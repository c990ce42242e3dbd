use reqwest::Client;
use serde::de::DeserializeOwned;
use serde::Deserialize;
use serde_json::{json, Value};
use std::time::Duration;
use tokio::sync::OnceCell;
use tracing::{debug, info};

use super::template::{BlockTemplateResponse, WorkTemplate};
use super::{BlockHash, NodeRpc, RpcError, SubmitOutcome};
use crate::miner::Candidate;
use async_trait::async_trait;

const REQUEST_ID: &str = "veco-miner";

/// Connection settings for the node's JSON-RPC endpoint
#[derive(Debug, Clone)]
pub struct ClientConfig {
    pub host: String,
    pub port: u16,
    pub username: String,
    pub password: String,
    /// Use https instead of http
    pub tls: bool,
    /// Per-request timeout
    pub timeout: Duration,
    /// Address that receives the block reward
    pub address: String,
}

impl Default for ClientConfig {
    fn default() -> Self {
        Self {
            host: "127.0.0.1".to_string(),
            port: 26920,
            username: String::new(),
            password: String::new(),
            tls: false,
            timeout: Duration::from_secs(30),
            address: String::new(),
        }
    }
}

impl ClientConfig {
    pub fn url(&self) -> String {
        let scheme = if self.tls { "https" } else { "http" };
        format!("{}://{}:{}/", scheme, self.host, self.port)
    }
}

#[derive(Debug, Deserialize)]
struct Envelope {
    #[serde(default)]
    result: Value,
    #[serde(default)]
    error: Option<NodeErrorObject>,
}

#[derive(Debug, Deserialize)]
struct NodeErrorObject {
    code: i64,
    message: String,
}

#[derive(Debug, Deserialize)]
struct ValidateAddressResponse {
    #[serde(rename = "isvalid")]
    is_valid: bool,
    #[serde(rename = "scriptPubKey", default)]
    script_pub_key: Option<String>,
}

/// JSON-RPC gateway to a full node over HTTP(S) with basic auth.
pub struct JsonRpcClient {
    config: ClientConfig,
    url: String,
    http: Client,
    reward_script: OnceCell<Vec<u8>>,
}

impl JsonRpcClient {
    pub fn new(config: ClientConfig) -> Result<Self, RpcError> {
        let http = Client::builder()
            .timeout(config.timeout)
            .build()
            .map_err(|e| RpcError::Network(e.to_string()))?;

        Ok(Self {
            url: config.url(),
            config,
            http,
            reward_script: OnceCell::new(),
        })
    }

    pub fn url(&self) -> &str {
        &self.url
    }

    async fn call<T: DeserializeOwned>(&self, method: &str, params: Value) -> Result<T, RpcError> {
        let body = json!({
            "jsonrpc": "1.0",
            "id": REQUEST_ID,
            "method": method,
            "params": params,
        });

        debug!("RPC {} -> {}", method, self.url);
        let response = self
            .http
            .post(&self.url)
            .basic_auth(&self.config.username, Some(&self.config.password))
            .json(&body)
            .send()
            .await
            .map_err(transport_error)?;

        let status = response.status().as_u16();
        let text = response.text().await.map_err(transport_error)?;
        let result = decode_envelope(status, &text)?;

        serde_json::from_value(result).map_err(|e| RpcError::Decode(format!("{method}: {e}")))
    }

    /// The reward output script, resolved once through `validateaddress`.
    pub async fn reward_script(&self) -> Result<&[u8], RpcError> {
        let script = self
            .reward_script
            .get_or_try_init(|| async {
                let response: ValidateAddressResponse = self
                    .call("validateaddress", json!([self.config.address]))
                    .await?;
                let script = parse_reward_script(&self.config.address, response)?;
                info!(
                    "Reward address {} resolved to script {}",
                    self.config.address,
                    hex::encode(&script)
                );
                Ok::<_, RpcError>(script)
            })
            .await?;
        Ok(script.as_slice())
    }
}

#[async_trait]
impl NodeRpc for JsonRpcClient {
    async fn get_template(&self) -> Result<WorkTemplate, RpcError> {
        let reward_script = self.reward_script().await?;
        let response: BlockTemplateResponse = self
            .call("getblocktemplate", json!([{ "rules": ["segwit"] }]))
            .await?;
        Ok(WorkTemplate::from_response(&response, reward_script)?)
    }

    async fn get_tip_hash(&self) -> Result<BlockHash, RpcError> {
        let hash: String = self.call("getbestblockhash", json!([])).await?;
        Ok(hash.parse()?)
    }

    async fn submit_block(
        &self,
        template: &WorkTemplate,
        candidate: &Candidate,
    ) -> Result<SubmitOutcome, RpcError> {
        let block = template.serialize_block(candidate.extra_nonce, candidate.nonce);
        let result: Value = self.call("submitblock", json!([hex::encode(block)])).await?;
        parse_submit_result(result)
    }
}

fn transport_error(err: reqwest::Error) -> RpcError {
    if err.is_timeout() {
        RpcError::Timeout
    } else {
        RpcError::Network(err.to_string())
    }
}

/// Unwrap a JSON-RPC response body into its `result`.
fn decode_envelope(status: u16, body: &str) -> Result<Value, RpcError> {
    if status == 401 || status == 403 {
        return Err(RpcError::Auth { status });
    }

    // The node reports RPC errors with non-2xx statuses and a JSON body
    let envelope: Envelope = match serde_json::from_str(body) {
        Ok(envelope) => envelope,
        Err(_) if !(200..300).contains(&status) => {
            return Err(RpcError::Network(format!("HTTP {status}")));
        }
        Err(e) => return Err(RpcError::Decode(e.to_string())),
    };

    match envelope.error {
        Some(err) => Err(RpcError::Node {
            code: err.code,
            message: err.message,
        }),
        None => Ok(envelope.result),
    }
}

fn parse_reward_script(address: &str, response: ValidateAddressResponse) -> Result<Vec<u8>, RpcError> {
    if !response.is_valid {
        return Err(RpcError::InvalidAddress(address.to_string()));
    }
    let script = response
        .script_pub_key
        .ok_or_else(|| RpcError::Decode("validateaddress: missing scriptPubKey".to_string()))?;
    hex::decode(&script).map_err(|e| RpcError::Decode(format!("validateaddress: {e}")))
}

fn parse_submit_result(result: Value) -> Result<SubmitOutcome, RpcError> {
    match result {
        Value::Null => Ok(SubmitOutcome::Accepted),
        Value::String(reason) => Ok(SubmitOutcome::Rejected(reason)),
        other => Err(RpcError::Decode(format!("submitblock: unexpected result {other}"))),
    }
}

**WHAT TO WORK ON:**
For the word "return", tally the lines of the listing that include it and give the number alone.

**EXERCISE SOLUTION:**
4